Your objective — Work through the records below, line by line, and say how many lines include "SignInUseCase", with nothing else.

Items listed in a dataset
Start of Block

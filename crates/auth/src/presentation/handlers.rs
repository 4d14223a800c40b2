//! HTTP Handlers
//!
//! Axum handlers for the auth endpoints.

use axum::Json;
use axum::extract::{Extension, State};

use crate::application::{SignInInput, SignInUseCase};
use crate::domain::repository::CredentialRepository;
use crate::error::AuthResult;
use crate::presentation::dto::{LoginRequest, LoginResponse, MeResponse};
use crate::presentation::router::AuthAppState;
use kernel::principal::CurrentUser;

/// POST /login
///
/// Verifies password and TOTP code and returns a bearer token. When the
/// user has no confirmed second factor, the response instead carries
/// enrollment material and `requiresTwoFactor: true`.
pub async fn login<R>(
    State(state): State<AuthAppState<R>>,
    Json(body): Json<LoginRequest>,
) -> AuthResult<Json<LoginResponse>>
where
    R: CredentialRepository + Send + Sync + 'static,
{
    let use_case = SignInUseCase::new(state.repo.clone(), state.config.clone());

    let output = use_case
        .execute(SignInInput {
            user_name: body.user_name,
            password: body.password,
            totp_code: body.totp_code,
        })
        .await?;

    Ok(Json(LoginResponse {
        token: output.token,
        requires_two_factor: output.requires_two_factor,
        enrollment: output.enrollment.map(Into::into),
    }))
}

/// GET /me
///
/// Returns the authenticated identity. The middleware has already
/// resolved the token, so this only echoes the request extension.
pub async fn me(Extension(user): Extension<CurrentUser>) -> Json<MeResponse> {
    Json(user.into())
}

End of Block

Written answer — 2